Debt and Credit
They say we have too much debt. We need better credit, more credit, less spending. They offer us credit repair, credit counseling, microcredit, personal financial planning. They promise to match credit and debt again, debt and credit. But our debts stay bad. We keep buying another song, another round. It is not credit that we seek, nor even debt, but bad debt—which is to say real debt, the debt that cannot be repaid, the debt at a distance, the debt without creditor, the black debt, the queer debt, the criminal debt. Excessive debt, incalculable debt, debt for no reason, debt broken from credit, debt as its own principle.
Credit is a means of privatization and debt a means of socialization. So long as debt and credit are paired in the monogamous violence of the home, the pension, the government, or the university, debt can only feed credit, debt can only desire credit. And credit can only expand by means of debt. But debt is social and credit is asocial. Debt is mutual. Credit runs only one way. Debt runs in every direction, scattering, escaping, seeking refuge. The debtor seeks refuge among other debtors, acquires debt from them, offers debt to them. The place of refuge is the place to which you can only owe more, because there is no creditor, no payment possible.

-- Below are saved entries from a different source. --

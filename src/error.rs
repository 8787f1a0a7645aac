//! Error types for the feed adapter.

use thiserror::Error;

/// Main error type for feed operations.
///
/// Variants are cloneable because the latest failure is published inside the
/// shared snapshot handed to every observer.
#[derive(Clone, Debug, PartialEq, Eq, Error)]
pub enum FeedError {
    #[error("invalid stream URL: {0}")]
    InvalidUrl(String),

    #[error("failed to decode event payload: {0}")]
    Decode(String),

    #[error("event stream connection failed: {0}")]
    Connection(String),
}

/// Result type for feed operations.
pub type Result<T> = std::result::Result<T, FeedError>;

This refuge, this place of bad debt, is what we would call the fugitive public. Running through the public and the private, the state and the economy, the fugitive public can be identified by its bad debt—but only by its debtors. To creditors, it is just a place where something is wrong, though that something—the invaluable thing that has no value—is desired. Creditors seek to demolish that place, that project, in order to save those who live there from themselves and from their lives.